(Saved entries)

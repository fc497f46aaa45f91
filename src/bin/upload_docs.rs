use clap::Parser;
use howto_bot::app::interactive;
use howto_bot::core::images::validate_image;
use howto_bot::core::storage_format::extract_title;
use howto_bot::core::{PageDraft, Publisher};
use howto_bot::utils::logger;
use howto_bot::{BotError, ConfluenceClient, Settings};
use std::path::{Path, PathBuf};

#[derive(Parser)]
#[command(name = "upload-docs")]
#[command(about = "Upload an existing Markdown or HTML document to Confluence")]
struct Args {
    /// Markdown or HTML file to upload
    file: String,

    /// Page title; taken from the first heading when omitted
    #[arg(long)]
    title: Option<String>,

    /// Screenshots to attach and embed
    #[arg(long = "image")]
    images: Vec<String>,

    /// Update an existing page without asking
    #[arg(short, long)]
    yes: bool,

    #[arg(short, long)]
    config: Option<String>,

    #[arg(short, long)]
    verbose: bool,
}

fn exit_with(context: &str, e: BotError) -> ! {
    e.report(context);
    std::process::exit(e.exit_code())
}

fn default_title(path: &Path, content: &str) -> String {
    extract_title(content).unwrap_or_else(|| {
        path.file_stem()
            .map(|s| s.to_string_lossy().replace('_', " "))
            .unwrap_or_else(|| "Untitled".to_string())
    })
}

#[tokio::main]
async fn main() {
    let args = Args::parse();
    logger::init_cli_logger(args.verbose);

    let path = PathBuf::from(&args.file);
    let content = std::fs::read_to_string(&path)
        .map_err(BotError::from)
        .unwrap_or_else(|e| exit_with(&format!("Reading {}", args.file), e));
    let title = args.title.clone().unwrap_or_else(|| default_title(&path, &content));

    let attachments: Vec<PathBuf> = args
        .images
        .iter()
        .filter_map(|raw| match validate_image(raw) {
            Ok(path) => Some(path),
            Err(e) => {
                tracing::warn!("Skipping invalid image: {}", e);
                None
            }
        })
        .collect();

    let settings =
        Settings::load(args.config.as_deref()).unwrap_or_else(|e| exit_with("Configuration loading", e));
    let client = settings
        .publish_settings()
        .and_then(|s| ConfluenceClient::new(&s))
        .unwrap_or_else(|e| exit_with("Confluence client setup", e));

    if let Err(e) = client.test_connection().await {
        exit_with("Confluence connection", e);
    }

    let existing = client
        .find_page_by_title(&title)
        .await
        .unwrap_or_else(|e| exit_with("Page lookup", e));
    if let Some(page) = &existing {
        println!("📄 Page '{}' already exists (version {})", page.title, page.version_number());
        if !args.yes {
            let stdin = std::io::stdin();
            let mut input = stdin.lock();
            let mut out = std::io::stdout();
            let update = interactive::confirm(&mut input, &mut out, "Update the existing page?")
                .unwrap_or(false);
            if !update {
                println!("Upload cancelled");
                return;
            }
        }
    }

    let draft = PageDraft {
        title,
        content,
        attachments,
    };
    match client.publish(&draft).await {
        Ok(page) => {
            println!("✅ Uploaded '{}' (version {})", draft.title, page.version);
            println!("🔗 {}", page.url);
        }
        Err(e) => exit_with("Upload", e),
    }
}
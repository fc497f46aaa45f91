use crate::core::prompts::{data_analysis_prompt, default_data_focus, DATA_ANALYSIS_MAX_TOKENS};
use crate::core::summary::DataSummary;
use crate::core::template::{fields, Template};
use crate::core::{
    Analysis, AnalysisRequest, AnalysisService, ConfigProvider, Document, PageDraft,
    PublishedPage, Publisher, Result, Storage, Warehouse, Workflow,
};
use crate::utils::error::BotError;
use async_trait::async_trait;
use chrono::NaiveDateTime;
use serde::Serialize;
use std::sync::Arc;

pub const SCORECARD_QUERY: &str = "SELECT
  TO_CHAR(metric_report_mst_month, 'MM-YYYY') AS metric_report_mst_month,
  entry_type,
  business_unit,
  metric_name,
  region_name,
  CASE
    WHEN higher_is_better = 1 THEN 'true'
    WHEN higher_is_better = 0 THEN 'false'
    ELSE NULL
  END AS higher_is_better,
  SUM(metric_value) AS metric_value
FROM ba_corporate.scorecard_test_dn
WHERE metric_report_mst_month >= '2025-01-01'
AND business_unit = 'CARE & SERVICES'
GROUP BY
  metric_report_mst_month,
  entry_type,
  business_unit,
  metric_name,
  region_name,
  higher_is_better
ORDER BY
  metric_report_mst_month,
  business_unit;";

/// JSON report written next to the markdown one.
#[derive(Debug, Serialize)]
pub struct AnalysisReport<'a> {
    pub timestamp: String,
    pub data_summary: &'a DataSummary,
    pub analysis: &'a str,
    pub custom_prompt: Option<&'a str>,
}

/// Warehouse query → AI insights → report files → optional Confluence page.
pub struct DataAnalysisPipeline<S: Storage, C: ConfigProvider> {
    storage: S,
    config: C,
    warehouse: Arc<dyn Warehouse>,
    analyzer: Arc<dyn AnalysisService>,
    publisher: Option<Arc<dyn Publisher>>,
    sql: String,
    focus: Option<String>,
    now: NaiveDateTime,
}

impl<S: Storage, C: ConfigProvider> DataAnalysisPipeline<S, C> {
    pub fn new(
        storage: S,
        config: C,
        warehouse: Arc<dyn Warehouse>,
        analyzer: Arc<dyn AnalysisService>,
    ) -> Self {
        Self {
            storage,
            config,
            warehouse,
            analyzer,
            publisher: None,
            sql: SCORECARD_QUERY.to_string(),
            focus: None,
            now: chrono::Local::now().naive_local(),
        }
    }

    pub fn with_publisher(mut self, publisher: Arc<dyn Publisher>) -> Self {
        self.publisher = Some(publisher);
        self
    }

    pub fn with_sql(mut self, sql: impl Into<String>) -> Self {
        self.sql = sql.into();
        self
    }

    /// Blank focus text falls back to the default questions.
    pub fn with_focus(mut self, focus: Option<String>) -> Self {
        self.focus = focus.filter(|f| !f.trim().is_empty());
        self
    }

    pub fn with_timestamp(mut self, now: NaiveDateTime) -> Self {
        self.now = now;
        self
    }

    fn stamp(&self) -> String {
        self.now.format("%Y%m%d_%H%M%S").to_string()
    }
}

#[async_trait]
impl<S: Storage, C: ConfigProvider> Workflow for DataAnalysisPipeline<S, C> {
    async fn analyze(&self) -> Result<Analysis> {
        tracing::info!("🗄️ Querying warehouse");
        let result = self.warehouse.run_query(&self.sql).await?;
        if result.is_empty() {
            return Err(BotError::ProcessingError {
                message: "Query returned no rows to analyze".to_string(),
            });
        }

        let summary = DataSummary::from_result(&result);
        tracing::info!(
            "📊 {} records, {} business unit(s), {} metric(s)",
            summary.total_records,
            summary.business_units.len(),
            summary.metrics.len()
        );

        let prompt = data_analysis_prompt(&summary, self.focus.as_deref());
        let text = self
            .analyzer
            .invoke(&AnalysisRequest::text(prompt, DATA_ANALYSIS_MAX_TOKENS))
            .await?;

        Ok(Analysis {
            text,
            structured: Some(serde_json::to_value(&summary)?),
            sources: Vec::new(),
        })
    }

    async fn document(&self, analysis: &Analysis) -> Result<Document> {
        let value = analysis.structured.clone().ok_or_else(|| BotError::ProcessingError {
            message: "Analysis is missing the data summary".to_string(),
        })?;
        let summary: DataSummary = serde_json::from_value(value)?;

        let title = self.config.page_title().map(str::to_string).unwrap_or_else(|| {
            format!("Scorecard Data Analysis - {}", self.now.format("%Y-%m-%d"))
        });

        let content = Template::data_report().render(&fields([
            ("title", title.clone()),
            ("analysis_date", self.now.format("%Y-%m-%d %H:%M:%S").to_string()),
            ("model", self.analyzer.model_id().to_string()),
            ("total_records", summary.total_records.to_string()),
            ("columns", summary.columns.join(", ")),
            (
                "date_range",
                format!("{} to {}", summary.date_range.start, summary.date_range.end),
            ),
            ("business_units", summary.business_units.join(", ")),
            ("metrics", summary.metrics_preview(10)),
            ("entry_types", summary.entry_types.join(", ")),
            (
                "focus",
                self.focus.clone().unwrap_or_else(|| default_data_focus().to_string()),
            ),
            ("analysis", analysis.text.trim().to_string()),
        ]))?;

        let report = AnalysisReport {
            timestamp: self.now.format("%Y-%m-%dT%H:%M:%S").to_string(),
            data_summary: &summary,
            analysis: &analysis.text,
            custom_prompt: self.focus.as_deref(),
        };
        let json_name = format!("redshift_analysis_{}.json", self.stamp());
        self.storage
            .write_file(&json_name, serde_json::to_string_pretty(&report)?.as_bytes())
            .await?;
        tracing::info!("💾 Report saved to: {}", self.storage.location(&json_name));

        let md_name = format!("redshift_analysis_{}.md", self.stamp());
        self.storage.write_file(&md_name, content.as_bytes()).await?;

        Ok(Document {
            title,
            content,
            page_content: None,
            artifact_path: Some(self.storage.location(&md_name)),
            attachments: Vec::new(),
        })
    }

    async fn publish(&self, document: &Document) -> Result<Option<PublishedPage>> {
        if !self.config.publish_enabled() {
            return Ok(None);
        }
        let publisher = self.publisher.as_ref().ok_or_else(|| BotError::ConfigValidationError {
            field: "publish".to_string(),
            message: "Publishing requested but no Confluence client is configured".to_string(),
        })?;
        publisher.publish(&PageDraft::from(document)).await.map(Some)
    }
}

---

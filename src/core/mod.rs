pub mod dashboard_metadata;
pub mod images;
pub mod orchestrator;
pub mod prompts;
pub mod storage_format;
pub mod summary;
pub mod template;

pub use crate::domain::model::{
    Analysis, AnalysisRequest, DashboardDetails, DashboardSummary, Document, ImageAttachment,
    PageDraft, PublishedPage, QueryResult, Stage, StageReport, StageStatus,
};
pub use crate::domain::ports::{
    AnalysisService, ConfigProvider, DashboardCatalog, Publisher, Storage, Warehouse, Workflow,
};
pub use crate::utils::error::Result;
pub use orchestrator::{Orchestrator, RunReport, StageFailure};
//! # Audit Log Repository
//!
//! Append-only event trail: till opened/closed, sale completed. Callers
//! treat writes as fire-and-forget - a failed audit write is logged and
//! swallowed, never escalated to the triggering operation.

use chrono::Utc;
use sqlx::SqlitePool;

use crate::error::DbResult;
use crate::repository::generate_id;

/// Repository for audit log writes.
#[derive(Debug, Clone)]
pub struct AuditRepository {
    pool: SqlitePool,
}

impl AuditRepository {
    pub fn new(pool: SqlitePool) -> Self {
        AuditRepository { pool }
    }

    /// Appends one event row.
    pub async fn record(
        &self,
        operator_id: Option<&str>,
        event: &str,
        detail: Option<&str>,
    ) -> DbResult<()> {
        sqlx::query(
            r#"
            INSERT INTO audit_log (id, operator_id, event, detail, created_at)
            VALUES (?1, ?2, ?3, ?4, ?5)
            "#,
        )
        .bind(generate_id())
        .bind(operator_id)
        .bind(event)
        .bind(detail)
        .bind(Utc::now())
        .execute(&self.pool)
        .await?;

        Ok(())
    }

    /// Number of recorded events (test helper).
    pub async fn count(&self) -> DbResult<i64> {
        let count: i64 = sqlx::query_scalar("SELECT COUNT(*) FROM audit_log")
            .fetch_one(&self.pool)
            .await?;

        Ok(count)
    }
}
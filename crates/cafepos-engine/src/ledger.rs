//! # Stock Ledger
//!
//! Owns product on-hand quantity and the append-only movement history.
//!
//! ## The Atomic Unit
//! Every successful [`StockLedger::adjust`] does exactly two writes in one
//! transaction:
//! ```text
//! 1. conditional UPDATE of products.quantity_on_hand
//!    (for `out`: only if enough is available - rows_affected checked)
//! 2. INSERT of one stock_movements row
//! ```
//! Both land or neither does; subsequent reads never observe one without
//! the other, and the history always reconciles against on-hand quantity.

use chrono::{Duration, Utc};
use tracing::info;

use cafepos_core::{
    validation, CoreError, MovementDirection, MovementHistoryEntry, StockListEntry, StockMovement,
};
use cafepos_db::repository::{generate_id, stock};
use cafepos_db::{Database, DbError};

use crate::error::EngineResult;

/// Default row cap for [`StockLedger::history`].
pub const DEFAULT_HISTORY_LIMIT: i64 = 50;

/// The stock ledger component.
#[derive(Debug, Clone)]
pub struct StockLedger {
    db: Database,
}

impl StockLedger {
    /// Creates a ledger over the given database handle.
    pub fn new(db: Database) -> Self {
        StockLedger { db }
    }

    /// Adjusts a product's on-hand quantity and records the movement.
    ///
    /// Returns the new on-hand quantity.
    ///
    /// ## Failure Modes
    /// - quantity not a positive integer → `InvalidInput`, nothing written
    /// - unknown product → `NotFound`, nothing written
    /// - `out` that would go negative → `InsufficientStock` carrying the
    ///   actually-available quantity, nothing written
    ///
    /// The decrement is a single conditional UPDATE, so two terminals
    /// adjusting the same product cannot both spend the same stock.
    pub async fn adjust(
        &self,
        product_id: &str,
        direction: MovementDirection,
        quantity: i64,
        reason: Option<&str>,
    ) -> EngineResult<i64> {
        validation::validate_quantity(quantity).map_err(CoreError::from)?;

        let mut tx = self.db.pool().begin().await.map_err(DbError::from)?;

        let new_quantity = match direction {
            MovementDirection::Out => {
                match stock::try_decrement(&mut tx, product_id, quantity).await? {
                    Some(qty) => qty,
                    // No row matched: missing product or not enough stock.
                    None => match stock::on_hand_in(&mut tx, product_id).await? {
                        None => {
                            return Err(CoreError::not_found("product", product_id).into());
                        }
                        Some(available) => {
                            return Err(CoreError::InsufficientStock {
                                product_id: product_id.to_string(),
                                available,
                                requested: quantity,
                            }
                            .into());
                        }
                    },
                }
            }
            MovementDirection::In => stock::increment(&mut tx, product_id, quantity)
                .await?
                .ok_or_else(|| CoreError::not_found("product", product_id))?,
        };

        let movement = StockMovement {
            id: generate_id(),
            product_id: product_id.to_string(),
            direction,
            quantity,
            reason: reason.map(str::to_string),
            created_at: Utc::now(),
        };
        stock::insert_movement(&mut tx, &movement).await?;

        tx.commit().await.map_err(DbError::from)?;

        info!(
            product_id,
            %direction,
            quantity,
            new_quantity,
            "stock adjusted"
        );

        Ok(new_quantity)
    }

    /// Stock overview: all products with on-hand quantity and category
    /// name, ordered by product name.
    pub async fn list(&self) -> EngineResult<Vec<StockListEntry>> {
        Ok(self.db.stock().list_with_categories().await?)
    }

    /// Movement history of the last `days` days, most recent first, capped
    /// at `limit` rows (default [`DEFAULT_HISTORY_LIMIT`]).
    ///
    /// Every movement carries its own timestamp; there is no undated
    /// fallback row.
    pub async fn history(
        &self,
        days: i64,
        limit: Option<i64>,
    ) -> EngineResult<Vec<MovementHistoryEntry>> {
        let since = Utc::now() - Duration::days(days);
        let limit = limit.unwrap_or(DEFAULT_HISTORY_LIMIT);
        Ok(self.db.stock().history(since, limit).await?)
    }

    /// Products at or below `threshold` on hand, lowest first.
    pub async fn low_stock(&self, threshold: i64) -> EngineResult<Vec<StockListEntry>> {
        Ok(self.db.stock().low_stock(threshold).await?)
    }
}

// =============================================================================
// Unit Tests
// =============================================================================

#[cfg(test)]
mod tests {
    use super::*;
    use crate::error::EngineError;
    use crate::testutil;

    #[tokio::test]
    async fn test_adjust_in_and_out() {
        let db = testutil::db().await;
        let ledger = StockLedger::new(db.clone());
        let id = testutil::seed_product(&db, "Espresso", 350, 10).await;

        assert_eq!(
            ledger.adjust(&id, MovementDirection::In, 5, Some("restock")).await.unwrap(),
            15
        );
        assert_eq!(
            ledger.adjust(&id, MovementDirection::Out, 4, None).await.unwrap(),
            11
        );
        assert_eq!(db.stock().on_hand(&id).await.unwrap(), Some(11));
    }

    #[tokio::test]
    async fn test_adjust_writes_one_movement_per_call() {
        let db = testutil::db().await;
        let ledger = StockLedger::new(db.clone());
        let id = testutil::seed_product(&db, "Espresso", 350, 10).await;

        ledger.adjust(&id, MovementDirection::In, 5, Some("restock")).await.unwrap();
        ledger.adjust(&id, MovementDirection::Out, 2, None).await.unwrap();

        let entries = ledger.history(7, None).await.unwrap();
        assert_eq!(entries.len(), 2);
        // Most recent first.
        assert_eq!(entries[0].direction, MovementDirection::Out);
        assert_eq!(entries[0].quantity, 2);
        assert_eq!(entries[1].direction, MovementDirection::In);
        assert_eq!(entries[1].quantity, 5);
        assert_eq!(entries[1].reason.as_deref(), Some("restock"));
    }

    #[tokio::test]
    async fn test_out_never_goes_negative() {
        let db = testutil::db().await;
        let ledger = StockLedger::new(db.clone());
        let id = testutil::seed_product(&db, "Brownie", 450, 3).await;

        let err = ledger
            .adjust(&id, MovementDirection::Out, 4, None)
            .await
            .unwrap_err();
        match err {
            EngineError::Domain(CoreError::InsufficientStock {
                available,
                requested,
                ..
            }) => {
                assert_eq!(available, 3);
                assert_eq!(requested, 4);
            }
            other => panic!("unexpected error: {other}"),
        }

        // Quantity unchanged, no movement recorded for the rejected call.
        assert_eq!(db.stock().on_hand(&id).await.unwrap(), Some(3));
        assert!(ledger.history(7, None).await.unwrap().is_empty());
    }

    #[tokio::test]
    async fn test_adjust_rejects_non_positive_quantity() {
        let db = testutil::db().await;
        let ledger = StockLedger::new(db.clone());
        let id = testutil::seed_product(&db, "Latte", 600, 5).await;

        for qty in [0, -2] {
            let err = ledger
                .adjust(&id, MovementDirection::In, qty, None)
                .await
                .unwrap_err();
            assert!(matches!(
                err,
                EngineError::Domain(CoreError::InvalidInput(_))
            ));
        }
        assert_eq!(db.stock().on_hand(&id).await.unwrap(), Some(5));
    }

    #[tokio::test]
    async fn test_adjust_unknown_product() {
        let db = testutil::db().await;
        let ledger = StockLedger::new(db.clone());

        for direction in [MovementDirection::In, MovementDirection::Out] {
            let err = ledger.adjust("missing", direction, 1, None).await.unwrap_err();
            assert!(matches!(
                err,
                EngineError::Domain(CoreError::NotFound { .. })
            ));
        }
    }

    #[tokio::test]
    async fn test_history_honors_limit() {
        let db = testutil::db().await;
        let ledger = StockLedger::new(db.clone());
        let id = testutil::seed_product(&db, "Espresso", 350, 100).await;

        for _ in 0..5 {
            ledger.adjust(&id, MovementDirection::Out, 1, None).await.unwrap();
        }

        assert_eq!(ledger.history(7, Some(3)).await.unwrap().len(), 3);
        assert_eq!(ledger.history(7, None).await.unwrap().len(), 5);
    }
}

---

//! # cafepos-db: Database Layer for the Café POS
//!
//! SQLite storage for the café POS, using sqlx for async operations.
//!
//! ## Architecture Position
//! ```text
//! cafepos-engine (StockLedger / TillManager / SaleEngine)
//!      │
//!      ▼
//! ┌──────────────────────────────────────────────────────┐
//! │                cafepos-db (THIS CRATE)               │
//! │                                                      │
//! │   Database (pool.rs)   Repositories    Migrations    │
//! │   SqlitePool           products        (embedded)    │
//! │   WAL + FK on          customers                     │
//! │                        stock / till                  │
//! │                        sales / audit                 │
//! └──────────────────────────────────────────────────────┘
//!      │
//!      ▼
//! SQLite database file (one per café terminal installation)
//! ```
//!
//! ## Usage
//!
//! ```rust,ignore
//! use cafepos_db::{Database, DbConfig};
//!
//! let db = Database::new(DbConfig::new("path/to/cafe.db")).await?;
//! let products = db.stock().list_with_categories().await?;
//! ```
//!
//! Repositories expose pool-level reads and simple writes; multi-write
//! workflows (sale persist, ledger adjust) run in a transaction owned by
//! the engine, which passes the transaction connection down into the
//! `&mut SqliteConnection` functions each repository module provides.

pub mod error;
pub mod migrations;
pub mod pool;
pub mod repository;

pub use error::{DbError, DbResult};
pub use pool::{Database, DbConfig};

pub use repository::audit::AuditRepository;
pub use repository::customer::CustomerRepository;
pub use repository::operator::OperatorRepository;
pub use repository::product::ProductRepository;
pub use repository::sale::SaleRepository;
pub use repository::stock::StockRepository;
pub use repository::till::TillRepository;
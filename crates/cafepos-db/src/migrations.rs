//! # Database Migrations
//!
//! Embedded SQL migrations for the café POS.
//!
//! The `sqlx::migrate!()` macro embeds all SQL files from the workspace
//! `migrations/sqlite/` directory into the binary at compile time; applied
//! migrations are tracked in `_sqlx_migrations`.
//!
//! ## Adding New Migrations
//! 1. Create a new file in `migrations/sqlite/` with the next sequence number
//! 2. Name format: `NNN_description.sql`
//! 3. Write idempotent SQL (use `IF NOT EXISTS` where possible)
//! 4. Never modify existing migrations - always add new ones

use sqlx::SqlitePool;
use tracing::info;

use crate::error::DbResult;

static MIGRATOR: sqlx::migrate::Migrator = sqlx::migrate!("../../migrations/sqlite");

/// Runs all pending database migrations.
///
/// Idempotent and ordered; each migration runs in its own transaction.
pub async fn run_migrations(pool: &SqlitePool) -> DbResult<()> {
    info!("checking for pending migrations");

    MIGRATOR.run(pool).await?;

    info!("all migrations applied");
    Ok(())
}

### Problem
A single figure is the whole answer here: the number of lines in the records above that include "bind".

### Exercise solution
5